[Stored items]
+++++

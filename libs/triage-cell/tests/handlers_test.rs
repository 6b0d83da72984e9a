use std::sync::Arc;

use assert_matches::assert_matches;
use async_trait::async_trait;
use axum::extract::{Extension, State};
use axum::Json;

use shared_models::error::AppError;
use shared_utils::test_utils::TestUser;
use triage_cell::handlers::{symptom_check, SymptomCheckRequest, TriageState};
use triage_cell::models::{TriageResult, UrgencyLevel, MAX_SYMPTOM_TEXT_CHARS};
use triage_cell::services::analyzer::SymptomAnalyzer;

/// Deterministic stand-in for the external AI service.
struct StubAnalyzer {
    result: TriageResult,
}

#[async_trait]
impl SymptomAnalyzer for StubAnalyzer {
    async fn analyze_symptoms(&self, _symptoms: &str) -> TriageResult {
        self.result.clone()
    }
}

fn stub_state(result: TriageResult) -> State<TriageState> {
    State(TriageState {
        analyzer: Arc::new(StubAnalyzer { result }),
    })
}

fn patient_extension() -> Extension<shared_models::auth::AuthUser> {
    Extension(TestUser::patient("PAT001").to_auth_user())
}

fn sample_result() -> TriageResult {
    TriageResult {
        severity_score: 4.0,
        urgency: UrgencyLevel::NonUrgent,
        recommended_action: "Book a routine appointment".to_string(),
        formatted_message: "AI Symptom Assessment\n\nSeverity: 4/10".to_string(),
    }
}

#[tokio::test]
async fn test_symptom_check_returns_normalized_result() {
    let response = symptom_check(
        stub_state(sample_result()),
        patient_extension(),
        Json(SymptomCheckRequest {
            symptoms: "sore throat for two days".to_string(),
        }),
    )
    .await
    .expect("symptom check should succeed");

    let body = response.0;
    assert_eq!(body["severity_score"], 4.0);
    assert_eq!(body["urgency"], "Non-Urgent");
    assert_eq!(body["recommended_action"], "Book a routine appointment");
    assert!(body["message"].as_str().unwrap().contains("AI Symptom Assessment"));
}

#[tokio::test]
async fn test_symptom_check_rejects_blank_symptoms() {
    let result = symptom_check(
        stub_state(sample_result()),
        patient_extension(),
        Json(SymptomCheckRequest {
            symptoms: "   ".to_string(),
        }),
    )
    .await;

    assert_matches!(result, Err(AppError::ValidationError(_)));
}

#[tokio::test]
async fn test_symptom_check_rejects_overlong_symptoms() {
    let result = symptom_check(
        stub_state(sample_result()),
        patient_extension(),
        Json(SymptomCheckRequest {
            symptoms: "a".repeat(MAX_SYMPTOM_TEXT_CHARS + 1),
        }),
    )
    .await;

    assert_matches!(result, Err(AppError::ValidationError(_)));
}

+++++

### [Exercise instructions]
No line may be altered or left out when the data is written out.

### [Reply]
filename libs/triage-cell/tests/handlers_test.rs
repository 6b0d83da72984e9a
use std::sync::Arc;

use assert_matches::assert_matches;
use async_trait::async_trait;
use axum::extract::{Extension, State};
use axum::Json;

use shared_models::error::AppError;
use shared_utils::test_utils::TestUser;
use triage_cell::handlers::{symptom_check, SymptomCheckRequest, TriageState};
use triage_cell::models::{TriageResult, UrgencyLevel, MAX_SYMPTOM_TEXT_CHARS};
use triage_cell::services::analyzer::SymptomAnalyzer;

/// Deterministic stand-in for the external AI service.
struct StubAnalyzer {
    result: TriageResult,
}

#[async_trait]
impl SymptomAnalyzer for StubAnalyzer {
    async fn analyze_symptoms(&self, _symptoms: &str) -> TriageResult {
        self.result.clone()
    }
}

fn stub_state(result: TriageResult) -> State<TriageState> {
    State(TriageState {
        analyzer: Arc::new(StubAnalyzer { result }),
    })
}

fn patient_extension() -> Extension<shared_models::auth::AuthUser> {
    Extension(TestUser::patient("PAT001").to_auth_user())
}

fn sample_result() -> TriageResult {
    TriageResult {
        severity_score: 4.0,
        urgency: UrgencyLevel::NonUrgent,
        recommended_action: "Book a routine appointment".to_string(),
        formatted_message: "AI Symptom Assessment\n\nSeverity: 4/10".to_string(),
    }
}

#[tokio::test]
async fn test_symptom_check_returns_normalized_result() {
    let response = symptom_check(
        stub_state(sample_result()),
        patient_extension(),
        Json(SymptomCheckRequest {
            symptoms: "sore throat for two days".to_string(),
        }),
    )
    .await
    .expect("symptom check should succeed");

    let body = response.0;
    assert_eq!(body["severity_score"], 4.0);
    assert_eq!(body["urgency"], "Non-Urgent");
    assert_eq!(body["recommended_action"], "Book a routine appointment");
    assert!(body["message"].as_str().unwrap().contains("AI Symptom Assessment"));
}

#[tokio::test]
async fn test_symptom_check_rejects_blank_symptoms() {
    let result = symptom_check(
        stub_state(sample_result()),
        patient_extension(),
        Json(SymptomCheckRequest {
            symptoms: "   ".to_string(),
        }),
    )
    .await;

    assert_matches!(result, Err(AppError::ValidationError(_)));
}

#[tokio::test]
async fn test_symptom_check_rejects_overlong_symptoms() {
    let result = symptom_check(
        stub_state(sample_result()),
        patient_extension(),
        Json(SymptomCheckRequest {
            symptoms: "a".repeat(MAX_SYMPTOM_TEXT_CHARS + 1),
        }),
    )
    .await;

    assert_matches!(result, Err(AppError::ValidationError(_)));
}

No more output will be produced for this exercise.